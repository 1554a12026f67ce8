//! ---
//! dr_section: "06-target-validation"
//! dr_subsection: "module"
//! dr_type: "source"
//! dr_scope: "code"
//! dr_description: "Target cluster eligibility, readiness checks and modal state."
//! dr_version: "v0.0.0-prealpha"
//! dr_owner: "tbd"
//! ---
//! Decides whether a failover or relocate may target a given cluster.
//!
//! Domain failures are values: every check returns an optional
//! [`ErrorMessage`] whose priority decides whether it blocks the action.

pub mod errors;
pub mod readiness;
pub mod reducer;
pub mod target;

pub use errors::{
    evaluate_error_message, first_blocking, ErrorMessage, ErrorMessageType, Severity,
    SUPPRESSED_PRIORITY, WARNING_PRIORITY_THRESHOLD,
};
pub use readiness::{
    check_shared_placement, check_volume_sync_delay, validate_dr_policy, validate_peer_readiness,
    validate_subscription_groups, SyncDelayPolicy,
};
pub use reducer::{reduce, Action, ErrorSlot, ErrorSlots, State};
pub use target::{
    validate_managed_clusters, validate_target_cluster, ClusterInfo, TargetClusterType,
    TargetSelection, TargetValidationContext,
};
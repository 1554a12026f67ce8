//! ---
//! dr_section: "03-logging"
//! dr_subsection: "module"
//! dr_type: "source"
//! dr_scope: "code"
//! dr_description: "Structured logging context for DR decisions."
//! dr_version: "v0.0.0-prealpha"
//! dr_owner: "tbd"
//! ---
//! Decision-scoped logging helpers.
#![warn(missing_docs)]

use tracing::Level;
use tracing_subscriber::{fmt as subscriber_fmt, prelude::*, EnvFilter, Registry};

pub mod macros;

/// Initialize a baseline tracing subscriber suitable for tests and development.
pub fn init() {
    let _ = Registry::default()
        .with(EnvFilter::from_default_env().add_directive(Level::INFO.into()))
        .with(subscriber_fmt::layer().with_writer(std::io::stderr))
        .try_init();
}

/// Structured logging context propagated by the convenience macros.
#[derive(Debug, Default, Clone)]
pub struct LogContext<'a> {
    /// Application the decision is made for.
    pub application: Option<&'a str>,
    /// Namespace of the application or DRPC.
    pub namespace: Option<&'a str>,
    /// Requested DR action (failover, relocate).
    pub action: Option<&'a str>,
    /// Cluster the decision concerns.
    pub cluster: Option<&'a str>,
}

impl<'a> LogContext<'a> {
    /// Create an empty logging context.
    pub fn new() -> Self {
        Self::default()
    }

    /// Attach an application name.
    pub fn with_application(mut self, application: &'a str) -> Self {
        self.application = Some(application);
        self
    }

    /// Attach a namespace.
    pub fn with_namespace(mut self, namespace: &'a str) -> Self {
        self.namespace = Some(namespace);
        self
    }

    /// Attach the requested action.
    pub fn with_action(mut self, action: &'a str) -> Self {
        self.action = Some(action);
        self
    }

    /// Attach a cluster name.
    pub fn with_cluster(mut self, cluster: &'a str) -> Self {
        self.cluster = Some(cluster);
        self
    }
}

/// Outcome of a gating decision.
#[derive(Debug, Clone, Copy, PartialEq, Eq)]
pub enum DecisionOutcome {
    /// The action may proceed.
    Allowed,
    /// The action is blocked by at least one check.
    Blocked,
}

impl DecisionOutcome {
    fn as_str(&self) -> &'static str {
        match self {
            DecisionOutcome::Allowed => "allowed",
            DecisionOutcome::Blocked => "blocked",
        }
    }
}

/// Emit a standardized decision event with an allowed/blocked outcome.
pub fn log_decision_event(
    context: Option<&LogContext>,
    event: &str,
    message: &str,
    outcome: DecisionOutcome,
) {
    let default_ctx = LogContext::default();
    let ctx = context.unwrap_or(&default_ctx);
    // `event!` needs a constant level.
    match outcome {
        DecisionOutcome::Blocked => tracing::event!(
            Level::WARN,
            event,
            outcome = outcome.as_str(),
            application = ctx.application.unwrap_or(""),
            namespace = ctx.namespace.unwrap_or(""),
            action = ctx.action.unwrap_or(""),
            cluster = ctx.cluster.unwrap_or(""),
            message = %message
        ),
        DecisionOutcome::Allowed => tracing::event!(
            Level::INFO,
            event,
            outcome = outcome.as_str(),
            application = ctx.application.unwrap_or(""),
            namespace = ctx.namespace.unwrap_or(""),
            action = ctx.action.unwrap_or(""),
            cluster = ctx.cluster.unwrap_or(""),
            message = %message
        ),
    }
}

#[cfg(test)]
mod tests {
    use super::*;

    #[test]
    fn macros_emit_without_panic() {
        init();
        let ctx = LogContext::new()
            .with_application("busybox")
            .with_cluster("west");
        dr_info!(context = ctx.clone(), "target selected");
        dr_debug!("checking fencing");
        dr_warn!(context = ctx, "blocked by priority {}", 9);
    }

    #[test]
    fn decision_event_helper_emits() {
        init();
        let ctx = LogContext::new().with_action("failover");
        log_decision_event(
            Some(&ctx),
            "target.validated",
            "target eligible",
            DecisionOutcome::Allowed,
        );
        log_decision_event(
            None,
            "target.validated",
            "target unavailable",
            DecisionOutcome::Blocked,
        );
    }
}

= = = =

__Task prompt__
Everything from the first line above through the line that contains "returns an optional" should be duplicated exactly, please, and nothing beyond it.

__Your response__
repository 1554a12026f67ce8
//! ---
//! dr_section: "06-target-validation"
//! dr_subsection: "module"
//! dr_type: "source"
//! dr_scope: "code"
//! dr_description: "Target cluster eligibility, readiness checks and modal state."
//! dr_version: "v0.0.0-prealpha"
//! dr_owner: "tbd"
//! ---
//! Decides whether a failover or relocate may target a given cluster.
//!
//! Domain failures are values: every check returns an optional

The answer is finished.